use crate::db::DbPool;
use crate::models::{Bill, Booking, BookingRoom, BookingStatus, Payment, RoomStatus};
use crate::schema::{bills, booking_rooms, bookings, payments, rooms};
use anyhow::{anyhow, Result};
use chrono::Utc;
use diesel::dsl::max;
use diesel::prelude::*;
use diesel::sqlite::SqliteConnection;
use tracing::{debug, info, instrument};

// SQLite cannot hand SUM back as an i64 through diesel, so payment totals are
// loaded as rows and summed here.
fn sum_payments(conn: &mut SqliteConnection, booking_id: &str) -> QueryResult<i64> {
    let amounts = payments::table
        .filter(payments::booking_id.eq(booking_id))
        .select(payments::amount_cents)
        .load::<i64>(conn)?;
    Ok(amounts.into_iter().sum())
}

/// Checks a booking out and issues its bill
///
/// This is the settlement step of a stay and runs as a single transaction:
///
/// 1. The booking must be checked in.
/// 2. The bill total is the sum of nights times nightly rate over all line
///    items.
/// 3. The bill number is one past the highest issued so far; numbering starts
///    at 1001.
/// 4. The booking moves to `checked_out`, its occupied rooms back to
///    `available`.
/// 5. Payments recorded before checkout count toward settlement, so a
///    fully prepaid bill is settled the moment it is issued.
///
/// ### Errors
///
/// Returns an error if the booking does not exist, is not checked in, or any
/// write fails. No partial state survives a failure.
#[instrument(skip(pool), fields(booking_id = %booking_id))]
pub async fn checkout_booking(pool: &DbPool, booking_id: &str) -> Result<Bill> {
    debug!("Checking out booking");

    let conn = &mut pool.get()?;

    let bill = conn.immediate_transaction::<_, anyhow::Error, _>(|conn| {
        let booking = bookings::table
            .find(booking_id)
            .first::<Booking>(conn)
            .optional()?
            .ok_or_else(|| anyhow!("Booking not found"))?;

        if booking.get_status() != Some(BookingStatus::CheckedIn) {
            return Err(anyhow!(
                "Cannot check out a booking in state {}",
                booking.get_status_raw()
            ));
        }

        let lines = booking_rooms::table
            .filter(booking_rooms::booking_id.eq(booking_id))
            .load::<BookingRoom>(conn)?;

        let total_cents: i64 = lines.iter().map(|line| line.total_cents()).sum();

        let next_bill_no = bills::table
            .select(max(bills::bill_no))
            .first::<Option<i32>>(conn)?
            .unwrap_or(1000)
            + 1;

        let mut bill = Bill::new(booking_id.to_string(), next_bill_no, total_cents);

        let paid_cents = sum_payments(conn, booking_id)?;
        if paid_cents >= total_cents {
            bill.set_settled_at(Some(Utc::now().naive_utc()));
        }

        diesel::insert_into(bills::table)
            .values(bill.clone())
            .execute(conn)?;

        diesel::update(bookings::table.find(booking_id.to_string()))
            .set((
                bookings::status.eq(BookingStatus::CheckedOut.as_str()),
                bookings::checked_out_at.eq(Utc::now().naive_utc()),
            ))
            .execute(conn)?;

        let room_ids: Vec<String> = lines.iter().map(|line| line.get_room_id()).collect();
        diesel::update(
            rooms::table
                .filter(rooms::id.eq_any(room_ids))
                .filter(rooms::status.eq(RoomStatus::Occupied.as_str())),
        )
        .set(rooms::status.eq(RoomStatus::Available.as_str()))
        .execute(conn)?;

        Ok(bill)
    })?;

    info!(
        "Checked out booking {} with bill no {} for {} cents",
        booking_id,
        bill.get_bill_no(),
        bill.get_total_cents()
    );

    Ok(bill)
}

/// Records a payment against a booking
///
/// Payments can land before or after checkout. When the booking already has a
/// bill and the running payment total now covers it, the bill is marked
/// settled in the same transaction.
///
/// Callers validate that the amount is positive.
///
/// ### Errors
///
/// Returns an error if the booking does not exist or is cancelled.
#[instrument(skip(pool), fields(booking_id = %booking_id, amount_cents = %amount_cents))]
pub async fn record_payment(
    pool: &DbPool,
    booking_id: &str,
    amount_cents: i64,
    method: &str,
    note: Option<String>,
) -> Result<Payment> {
    debug!("Recording payment");

    let conn = &mut pool.get()?;

    let payment = conn.immediate_transaction::<_, anyhow::Error, _>(|conn| {
        let booking = bookings::table
            .find(booking_id)
            .first::<Booking>(conn)
            .optional()?
            .ok_or_else(|| anyhow!("Booking not found"))?;

        if booking.get_status() == Some(BookingStatus::Cancelled) {
            return Err(anyhow!("Cannot record a payment against a cancelled booking"));
        }

        let payment = Payment::new(
            booking_id.to_string(),
            amount_cents,
            method.to_string(),
            note.clone(),
        );

        diesel::insert_into(payments::table)
            .values(payment.clone())
            .execute(conn)?;

        let bill = bills::table
            .filter(bills::booking_id.eq(booking_id))
            .first::<Bill>(conn)
            .optional()?;

        if let Some(bill) = bill {
            if !bill.is_settled() {
                let paid_cents = sum_payments(conn, booking_id)?;

                if paid_cents >= bill.get_total_cents() {
                    diesel::update(bills::table.find(bill.get_id()))
                        .set(bills::settled_at.eq(Utc::now().naive_utc()))
                        .execute(conn)?;
                }
            }
        }

        Ok(payment)
    })?;

    info!("Recorded payment {} for booking {}", payment.get_id(), booking_id);

    Ok(payment)
}

/// Retrieves a bill by its ID
#[instrument(skip(pool), fields(bill_id = %bill_id))]
pub fn get_bill(pool: &DbPool, bill_id: &str) -> Result<Option<Bill>> {
    let conn = &mut pool.get()?;

    let result = bills::table
        .find(bill_id)
        .first::<Bill>(conn)
        .optional()?;

    Ok(result)
}

/// Retrieves the bill issued for a booking, if checked out
pub fn get_bill_for_booking(pool: &DbPool, booking_id: &str) -> Result<Option<Bill>> {
    let conn = &mut pool.get()?;

    let result = bills::table
        .filter(bills::booking_id.eq(booking_id))
        .first::<Bill>(conn)
        .optional()?;

    Ok(result)
}

/// Lists all bills, newest first
pub fn list_bills(pool: &DbPool) -> Result<Vec<Bill>> {
    let conn = &mut pool.get()?;

    let results = bills::table
        .order_by(bills::bill_no.desc())
        .load::<Bill>(conn)?;

    Ok(results)
}

/// Lists the payments recorded against a booking, oldest first
pub fn list_payments_for_booking(pool: &DbPool, booking_id: &str) -> Result<Vec<Payment>> {
    let conn = &mut pool.get()?;

    let results = payments::table
        .filter(payments::booking_id.eq(booking_id))
        .order_by(payments::paid_at.asc())
        .load::<Payment>(conn)?;

    Ok(results)
}

/// Sums the payments recorded against a booking
pub fn paid_total_for_booking(pool: &DbPool, booking_id: &str) -> Result<i64> {
    let conn = &mut pool.get()?;

    Ok(sum_payments(conn, booking_id)?)
}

**Your task:** Which lines above contain the word "does"? Copy all of them.

**Answer for the task:**
/// Returns an error if the booking does not exist, is not checked in, or any
/// Returns an error if the booking does not exist or is cancelled.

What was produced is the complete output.